Greetings dear reader, whomever and wherever you may be. Welcome to the new blog section of my website. This is where I hope to be posting every once in a while about a whole range of topics that interest me. Furthermore, things that I believe enrich the very fabric of life!!! Music, love, travel, friendship, nature, arts, culture, adventure, birds and boats, etc. I do hope to cover it all, but it might take me a little while...
I'll be sharing some of the seemingly billions of photos that I've been archiving rigorously over this past decade of recording and touring life. Also, stories of the road, its' many glorious characters and a behind-the-scenes glimpse into how the cogs run for me and my "creative process" as an "artist" - whatever that really means??? (Potentially not as cool or as glam as it sounds - but we'll aim to discuss that eventually).
If we haven't already met, my name is Michael and I'm from New Zealand.
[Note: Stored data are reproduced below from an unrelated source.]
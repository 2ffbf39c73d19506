//! Benchmarks the deterministic pass plus genetic search against a
//! two-table join query, the shape the cost model and rule set were
//! designed around.

use criterion::{black_box, criterion_group, criterion_main, Criterion};

use oxiql::config::OptimizerConfig;
use oxiql::query::parser::parse;
use oxiql::query::tree::reset_ids_for_test;
use oxiql::storage::catalog::{Catalog, ColumnDefinition, LogicalType, Table, TableKind};

fn catalog() -> Catalog {
    let mut catalog = Catalog::new();
    catalog.add_table(Table {
        name: "orders".into(),
        columns: vec![
            ColumnDefinition { name: "id".into(), logical_type: LogicalType::Integer, is_primary_key: true },
            ColumnDefinition { name: "customer_id".into(), logical_type: LogicalType::Integer, is_primary_key: false },
            ColumnDefinition { name: "total".into(), logical_type: LogicalType::Integer, is_primary_key: false },
        ],
        primary_keys: vec!["id".into()],
        foreign_keys: vec![],
        kind: TableKind::Data,
    });
    catalog.add_table(Table {
        name: "customers".into(),
        columns: vec![
            ColumnDefinition { name: "id".into(), logical_type: LogicalType::Integer, is_primary_key: true },
            ColumnDefinition { name: "region".into(), logical_type: LogicalType::Varchar(255), is_primary_key: false },
        ],
        primary_keys: vec!["id".into()],
        foreign_keys: vec![],
        kind: TableKind::Data,
    });
    catalog
}

fn bench_optimize(c: &mut Criterion) {
    let catalog = catalog();
    let sql = "SELECT orders.id, customers.region FROM orders INNER JOIN customers ON orders.customer_id = customers.id WHERE orders.total > 100 AND customers.region = 'west';";
    let config = OptimizerConfig { population_size: 30, generations: 15, ..OptimizerConfig::default() };

    c.bench_function("optimize_two_table_join", |b| {
        b.iter(|| {
            reset_ids_for_test();
            let root = parse(black_box(sql)).unwrap();
            black_box(oxiql::optimizer::optimize(&root, &catalog, &config));
        });
    });
}

criterion_group!(benches, bench_optimize);
criterion_main!(benches);
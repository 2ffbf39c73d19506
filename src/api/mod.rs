//! Public connection surface: parse, validate, optimize, and execute a SQL
//! statement against an open database, the way the teacher's `api` module
//! wraps `core::query::commands` dispatch — generalized here to the full
//! SQL pipeline instead of a handful of key/value commands.

use std::path::Path;

use crate::config::DbConfig;
use crate::error::DbResult;
use crate::executor::{ExecOutcome, Executor};
use crate::optimizer;
use crate::query::parser::parse;
use crate::query::tree::NodeType;
use crate::query::validator::validate;
use crate::recovery::wal::Wal;
use crate::recovery::recover;
use crate::storage::engine::StorageEngine;
use crate::storage::Value;
use crate::transaction::ccm::{Ccm, ConcurrencyControlManager};
use crate::transaction::{TransactionManager, TransactionState};

/// A result row, built from a [`storage::Row`](crate::storage::Row)'s
/// `(column, value)` pairs with the table tag stripped.
pub type Row = Vec<(String, Value)>;

/// The outcome of a single statement: either the rows it produced (for
/// SELECT-shaped statements) or the number of rows it touched (for
/// INSERT/UPDATE/DELETE/DDL).
#[derive(Debug, Clone, Default)]
pub struct QueryResult {
    pub columns: Vec<String>,
    pub rows: Vec<Row>,
    pub affected: u64,
}

impl QueryResult {
    fn from_rows(rows: Vec<crate::storage::Row>) -> Self {
        let columns = rows.first().map(|r| r.iter().map(|(c, _)| c.clone()).collect()).unwrap_or_default();
        Self { columns, rows, affected: 0 }
    }

    fn from_affected(affected: u64) -> Self {
        Self { columns: Vec::new(), rows: Vec::new(), affected }
    }

    pub fn row_count(&self) -> usize {
        self.rows.len()
    }

    pub fn is_empty(&self) -> bool {
        self.rows.is_empty() && self.affected == 0
    }
}

/// An open database: the storage engine, the configured concurrency-control
/// strategy, and the transaction id generator, bundled behind one SQL entry
/// point.
pub struct Connection {
    storage: StorageEngine,
    ccm: Ccm,
    txm: TransactionManager,
    wal: Wal,
    optimizer: crate::config::OptimizerConfig,
}

impl Connection {
    /// Opens (or creates) a database rooted at `path`, using default
    /// configuration. Use [`Connection::open_with_config`] to choose a
    /// concurrency-control strategy or tune the optimizer.
    pub fn open(path: impl AsRef<Path>) -> DbResult<Self> {
        let mut config = DbConfig::default();
        config.data_dir = path.as_ref().to_path_buf();
        config.wal_path = path.as_ref().join("wal.log");
        Self::open_with_config(config)
    }

    /// Opens a database, replaying its write-ahead log first: every
    /// committed write is REDOne, and every write left over from a
    /// transaction with no matching commit/abort record is UNDOne.
    pub fn open_with_config(config: DbConfig) -> DbResult<Self> {
        let mut storage = StorageEngine::open(config.data_dir.clone(), config.page_size, config.buffer_pool_bytes)?;
        recover(&mut storage, &config.wal_path, None)?;
        let wal = Wal::open(&config.wal_path)?;
        Ok(Self {
            storage,
            ccm: Ccm::new(config.ccm_strategy),
            txm: TransactionManager::new(),
            wal,
            optimizer: config.optimizer,
        })
    }

    /// Parses, validates, optimizes, and runs one SQL statement, wrapping
    /// it in its own transaction unless the statement is itself a
    /// `BEGIN TRANSACTION` block (which manages its own commit/abort).
    pub fn execute(&mut self, sql: &str) -> DbResult<QueryResult> {
        let root = parse(sql)?;
        validate(&root, self.storage.catalog())?;
        let plan = optimizer::optimize(&root, self.storage.catalog(), &self.optimizer).plan;

        let tid = self.txm.begin();
        let manages_own_transaction =
            matches!(plan.borrow().node_type, NodeType::BeginTransaction | NodeType::Commit);
        if !manages_own_transaction {
            self.ccm.begin(tid);
        }

        let begin_lsn = self.wal.next_lsn();
        self.wal.append(&crate::recovery::LogRecord::Begin { lsn: begin_lsn, tid })?;

        let mut executor = Executor::with_wal(&mut self.storage, &self.ccm, &mut self.wal);
        match executor.execute(&plan, tid) {
            Ok(outcome) => {
                if !manages_own_transaction {
                    self.ccm.commit(tid)?;
                }
                self.txm.set_state(tid, TransactionState::Committed);
                let lsn = self.wal.next_lsn();
                self.wal.append(&crate::recovery::LogRecord::Commit { lsn, tid })?;
                Ok(match outcome {
                    ExecOutcome::Rows(rows) => QueryResult::from_rows(rows),
                    ExecOutcome::Affected(n) => QueryResult::from_affected(n),
                })
            }
            Err(e) => {
                if !manages_own_transaction {
                    self.ccm.abort(tid);
                }
                self.txm.set_state(tid, TransactionState::Aborted);
                let lsn = self.wal.next_lsn();
                self.wal.append(&crate::recovery::LogRecord::Abort { lsn, tid })?;
                Err(e)
            }
        }
    }

    /// Alias for [`Connection::execute`]; SELECT and DML share one pipeline
    /// here, so both names reach the same entry point.
    pub fn query(&mut self, sql: &str) -> DbResult<QueryResult> {
        self.execute(sql)
    }
}

#[cfg(test)]
mod tests {
    use super::*;

    fn open_temp() -> (Connection, tempfile::TempDir) {
        let dir = tempfile::TempDir::new().unwrap();
        let conn = Connection::open(dir.path()).expect("open");
        (conn, dir)
    }

    #[test]
    fn create_insert_select_round_trips() {
        let (mut conn, _dir) = open_temp();
        conn.execute("CREATE TABLE t (id INTEGER PRIMARY KEY, name TEXT);").unwrap();
        conn.execute("INSERT INTO t (id, name) VALUES (1, 'a');").unwrap();
        let result = conn.execute("SELECT id, name FROM t WHERE id = 1;").unwrap();
        assert_eq!(result.row_count(), 1);
        assert_eq!(result.columns, vec!["id".to_string(), "name".to_string()]);
    }

    #[test]
    fn invalid_table_reference_is_rejected_before_execution() {
        let (mut conn, _dir) = open_temp();
        let err = conn.execute("SELECT * FROM nope;").unwrap_err();
        assert!(matches!(err, crate::error::DbError::Validation(_)));
    }

    #[test]
    fn update_reports_affected_row_count() {
        let (mut conn, _dir) = open_temp();
        conn.execute("CREATE TABLE t (id INTEGER PRIMARY KEY, age INTEGER);").unwrap();
        conn.execute("INSERT INTO t (id, age) VALUES (1, 10);").unwrap();
        let result = conn.execute("UPDATE t SET age = age + 1 WHERE id = 1;").unwrap();
        assert_eq!(result.affected, 1);
    }

    #[test]
    fn reopening_a_database_preserves_committed_rows() {
        let dir = tempfile::TempDir::new().unwrap();
        {
            let mut conn = Connection::open(dir.path()).unwrap();
            conn.execute("CREATE TABLE t (id INTEGER PRIMARY KEY, name TEXT);").unwrap();
            conn.execute("INSERT INTO t (id, name) VALUES (1, 'a');").unwrap();
        }
        let mut conn = Connection::open(dir.path()).unwrap();
        let result = conn.execute("SELECT * FROM t;").unwrap();
        assert_eq!(result.row_count(), 1);
    }
}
I'm 30 year old dad who does his best to keep it all together. I'm a musician and for the better part of these last 10 years, I've lived off music - somehow. It has not been easy!!! But it has been a hell of a ride... I have many stories to tell and many insights to offer from the over-packed and broken trunk-load of lessons that I've learned so far in this dirty, yet beautiful vocation. And of course, I'm still learning, forever more (fingers crossed). Anyway, I hope this might be at least a bit informative, inspiring and generally enjoyable for whomever may be interested.
The next post will discuss my personal experience moving from New Zealand to France for love, music and all the rest that's come from the decision to make a giant leap of faith.
Thanks for reading and see you soon!